THE TASK:
Output each line from the one that contains "pub const ROTATE_STEP: f64" to the final line of the data below, exactly, and include nothing else.

ENTRIES PROVIDED:
· · ·
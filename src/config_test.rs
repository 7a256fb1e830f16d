#![allow(clippy::float_cmp)]

use super::*;

// =============================================================
// env_parse
// =============================================================

#[test]
fn env_parse_missing_returns_default() {
    let val: usize = env_parse("__COURTBOARD_TEST_MISSING__", 42);
    assert_eq!(val, 42);
}

#[test]
fn env_parse_present_valid() {
    unsafe { std::env::set_var("__COURTBOARD_TEST_VALID__", " 12.5 ") };
    let val: f64 = env_parse("__COURTBOARD_TEST_VALID__", 0.0);
    assert_eq!(val, 12.5);
    unsafe { std::env::remove_var("__COURTBOARD_TEST_VALID__") };
}

#[test]
fn env_parse_present_invalid_returns_default() {
    unsafe { std::env::set_var("__COURTBOARD_TEST_INVALID__", "lots") };
    let val: usize = env_parse("__COURTBOARD_TEST_INVALID__", 7);
    assert_eq!(val, 7);
    unsafe { std::env::remove_var("__COURTBOARD_TEST_INVALID__") };
}

// =============================================================
// EditorConfig
// =============================================================

#[test]
fn defaults_match_constants() {
    let c = EditorConfig::default();
    assert_eq!(c.history_depth, 20);
    assert_eq!(c.player_radius, 15.0);
    assert_eq!(c.arrow_head_size, 8.0);
    assert_eq!(c.rotate_step, std::f64::consts::FRAC_PI_4);
    assert!(!c.distinct_arrow_styles);
}

#[test]
fn derived_radii_and_threshold() {
    let c = EditorConfig::default();
    assert_eq!(c.commit_threshold(), 16.0);
    assert!((c.player_pick_radius() - 18.0).abs() < 1e-12);
    // Short arrows fall back to the floor.
    assert_eq!(c.arrow_pick_radius(10.0, 60.0), 60.0 / 1.8);
    assert_eq!(c.arrow_pick_radius(180.0, 60.0), 100.0);
}

#[test]
fn arrow_reference_length_tracks_narrow_surfaces() {
    let c = EditorConfig::default();
    assert_eq!(c.arrow_reference_length(1920.0), 60.0);
    assert_eq!(c.arrow_reference_length(200.0), 20.0);
    assert_eq!(c.arrow_reference_length(0.0), 0.0);
}

#[test]
fn from_env_overlays_known_keys() {
    unsafe {
        std::env::set_var("COURTBOARD_HISTORY_DEPTH", "5");
        std::env::set_var("COURTBOARD_DISTINCT_ARROW_STYLES", "true");
        std::env::set_var("COURTBOARD_PLAYER_RADIUS", "not-a-number");
    }
    let c = EditorConfig::from_env();
    unsafe {
        std::env::remove_var("COURTBOARD_HISTORY_DEPTH");
        std::env::remove_var("COURTBOARD_DISTINCT_ARROW_STYLES");
        std::env::remove_var("COURTBOARD_PLAYER_RADIUS");
    }
    assert_eq!(c.history_depth, 5);
    assert!(c.distinct_arrow_styles);
    assert_eq!(c.player_radius, 15.0);
}

#[test]
fn partial_json_keeps_defaults() {
    let c: EditorConfig =
        serde_json::from_str(r##"{"history_depth": 3, "palette": {"home": "#000000"}}"##).unwrap();
    assert_eq!(c.history_depth, 3);
    assert_eq!(c.palette.home, Color::rgb(0, 0, 0));
    assert_eq!(c.palette.away, Palette::default().away);
    assert_eq!(c.arrow_head_size, 8.0);
}

#[test]
fn team_colors_contrast() {
    let p = Palette::default();
    assert_eq!(p.team_fill(Team::Home), p.home);
    assert_eq!(p.team_text(Team::Home), p.text_light);
    assert_eq!(p.team_fill(Team::Away), p.away);
    assert_eq!(p.team_text(Team::Away), p.text_dark);
}
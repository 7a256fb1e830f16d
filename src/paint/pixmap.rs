//! Raster painter backed by a `tiny-skia` pixmap.
//!
//! Anti-aliased fills and strokes with a Canvas2D-style transform stack.
//! `tiny-skia` has no text shaping, so labels are skipped (counted, not drawn).

#![allow(clippy::cast_possible_truncation, clippy::cast_sign_loss)]

use tiny_skia::{FillRule, Paint, PathBuilder, Pixmap, Rect, Stroke, StrokeDash, Transform};
use tracing::trace;

use super::{Color, Painter, Path, PathOp, StrokeStyle, TextStyle};

/// Error returned by the raster backend.
#[derive(Debug, thiserror::Error)]
pub enum RenderError {
    /// The requested surface has a zero or unsupported dimension.
    #[error("cannot allocate a {width}x{height} pixmap")]
    InvalidSize { width: u32, height: u32 },
}

#[derive(Debug, Clone, Copy)]
struct State {
    transform: Transform,
    alpha: f64,
}

/// Painter that rasterizes into an owned RGBA pixmap.
pub struct PixmapPainter {
    pixmap: Pixmap,
    state: State,
    stack: Vec<State>,
    skipped_text: usize,
}

impl PixmapPainter {
    /// Allocate a transparent `width` x `height` surface.
    ///
    /// # Errors
    ///
    /// Returns [`RenderError::InvalidSize`] when either dimension is zero or
    /// the pixmap is too large to allocate.
    pub fn new(width: u32, height: u32) -> Result<Self, RenderError> {
        let pixmap = Pixmap::new(width, height).ok_or(RenderError::InvalidSize { width, height })?;
        Ok(Self {
            pixmap,
            state: State { transform: Transform::identity(), alpha: 1.0 },
            stack: Vec::new(),
            skipped_text: 0,
        })
    }

    #[must_use]
    pub fn width(&self) -> u32 {
        self.pixmap.width()
    }

    #[must_use]
    pub fn height(&self) -> u32 {
        self.pixmap.height()
    }

    /// Straight-alpha color of the pixel at `(x, y)`, `None` outside the surface.
    #[must_use]
    pub fn pixel(&self, x: u32, y: u32) -> Option<Color> {
        let c = self.pixmap.pixel(x, y)?.demultiply();
        Some(Color { r: c.red(), g: c.green(), b: c.blue(), a: c.alpha() })
    }

    /// Number of text draws skipped for lack of a font backend.
    #[must_use]
    pub fn skipped_text(&self) -> usize {
        self.skipped_text
    }

    /// The underlying pixmap.
    #[must_use]
    pub fn pixmap(&self) -> &Pixmap {
        &self.pixmap
    }

    /// Give up the painter and keep the pixels.
    #[must_use]
    pub fn into_pixmap(self) -> Pixmap {
        self.pixmap
    }

    fn paint(&self, color: Color) -> Paint<'static> {
        let alpha = (f64::from(color.a) * self.state.alpha.clamp(0.0, 1.0)).round() as u8;
        let mut paint = Paint::default();
        paint.set_color_rgba8(color.r, color.g, color.b, alpha);
        paint.anti_alias = true;
        paint
    }
}

fn build_path(path: &Path) -> Option<tiny_skia::Path> {
    if path.is_empty() {
        return None;
    }
    let mut pb = PathBuilder::new();
    for op in path.ops() {
        match *op {
            PathOp::MoveTo(x, y) => pb.move_to(x as f32, y as f32),
            PathOp::LineTo(x, y) => pb.line_to(x as f32, y as f32),
            PathOp::QuadTo { cx, cy, x, y } => pb.quad_to(cx as f32, cy as f32, x as f32, y as f32),
            PathOp::Circle { cx, cy, r } => pb.push_circle(cx as f32, cy as f32, r as f32),
            PathOp::Rect { x, y, w, h } => {
                if let Some(rect) = Rect::from_xywh(x as f32, y as f32, w as f32, h as f32) {
                    pb.push_rect(rect);
                }
            }
            PathOp::Close => pb.close(),
        }
    }
    pb.finish()
}

impl Painter for PixmapPainter {
    type Error = RenderError;

    fn clear(&mut self, _width: f64, _height: f64) -> Result<(), RenderError> {
        self.pixmap.fill(tiny_skia::Color::TRANSPARENT);
        Ok(())
    }

    fn save(&mut self) {
        self.stack.push(self.state);
    }

    fn restore(&mut self) {
        if let Some(state) = self.stack.pop() {
            self.state = state;
        }
    }

    fn translate(&mut self, dx: f64, dy: f64) -> Result<(), RenderError> {
        self.state.transform = self.state.transform.pre_translate(dx as f32, dy as f32);
        Ok(())
    }

    fn rotate(&mut self, radians: f64) -> Result<(), RenderError> {
        // tiny-skia rotations are in degrees.
        self.state.transform = self.state.transform.pre_rotate(radians.to_degrees() as f32);
        Ok(())
    }

    fn set_alpha(&mut self, alpha: f64) {
        self.state.alpha = alpha;
    }

    fn fill(&mut self, path: &Path, color: Color) -> Result<(), RenderError> {
        let Some(p) = build_path(path) else {
            return Ok(());
        };
        let paint = self.paint(color);
        self.pixmap.fill_path(&p, &paint, FillRule::Winding, self.state.transform, None);
        Ok(())
    }

    fn stroke(&mut self, path: &Path, style: &StrokeStyle) -> Result<(), RenderError> {
        let Some(p) = build_path(path) else {
            return Ok(());
        };
        let dash = if style.dash.is_empty() {
            None
        } else {
            StrokeDash::new(style.dash.iter().map(|d| *d as f32).collect(), 0.0)
        };
        let stroke = Stroke { width: style.width as f32, dash, ..Stroke::default() };
        let paint = self.paint(style.color);
        self.pixmap.stroke_path(&p, &paint, &stroke, self.state.transform, None);
        Ok(())
    }

    fn fill_text(&mut self, text: &str, _x: f64, _y: f64, _style: &TextStyle) -> Result<(), RenderError> {
        trace!(text, "pixmap painter skipped text");
        self.skipped_text += 1;
        Ok(())
    }
}
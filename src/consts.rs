//! Default numeric constants for the editing engine.
//!
//! Every value here is the default of a field on
//! [`crate::config::EditorConfig`]; code paths read the config, not these.

// ── Glyph geometry ──────────────────────────────────────────────

/// Radius of a player marker in surface pixels.
pub const PLAYER_RADIUS: f64 = 15.0;

/// Length of an arrowhead along the shaft, in surface pixels.
pub const ARROW_HEAD_SIZE: f64 = 8.0;

/// Length given to arrows that are created without a drawn gesture.
pub const DEFAULT_ARROW_LENGTH: f64 = 60.0;

/// Share of the surface width used as the reference arrow length on narrow
/// surfaces (dropped arrows, arrow pick floor).
pub const DROPPED_ARROW_WIDTH_RATIO: f64 = 0.1;

/// Stroke width for arrow shafts and the player cross.
pub const GLYPH_LINE_WIDTH: f64 = 3.0;

/// Dash pattern for the `dashed` arrow style: on, off.
pub const ARROW_DASH: [f64; 2] = [8.0, 6.0];

// ── Hit-testing ─────────────────────────────────────────────────

/// Player pick radius as a multiple of the drawn radius.
pub const PLAYER_HIT_SLACK: f64 = 1.2;

/// Arrow pick radius is `max(length, default length) / ARROW_HIT_DIVISOR`.
pub const ARROW_HIT_DIVISOR: f64 = 1.8;

// ── Editing ─────────────────────────────────────────────────────

/// Number of snapshots kept by the undo history.
pub const HISTORY_DEPTH: usize = 20;

/// Rotation applied by one rotate action: π / 4 (45°).
pub const ROTATE_STEP: f64 = std::f64::consts::FRAC_PI_4;

// ── Rendering ───────────────────────────────────────────────────

/// Gap between a glyph and its selection outline.
pub const SELECTION_PADDING: f64 = 3.0;

/// Stroke width of the selection outline.
pub const SELECTION_LINE_WIDTH: f64 = 2.0;

/// Global alpha for the live arrow draft.
pub const DRAFT_ALPHA: f64 = 0.5;

// ── Layout ──────────────────────────────────────────────────────

/// Delay before re-measuring the surface after a layout change (matches the
/// sidebar transition).
pub const RESIZE_DELAY_MS: u64 = 310;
· · ·
EXPECTED ANSWER:
pub const ROTATE_STEP: f64 = std::f64::consts::FRAC_PI_4;

// ── Rendering ───────────────────────────────────────────────────

/// Gap between a glyph and its selection outline.
pub const SELECTION_PADDING: f64 = 3.0;

/// Stroke width of the selection outline.
pub const SELECTION_LINE_WIDTH: f64 = 2.0;

/// Global alpha for the live arrow draft.
pub const DRAFT_ALPHA: f64 = 0.5;

// ── Layout ──────────────────────────────────────────────────────

/// Delay before re-measuring the surface after a layout change (matches the
/// sidebar transition).
pub const RESIZE_DELAY_MS: u64 = 310;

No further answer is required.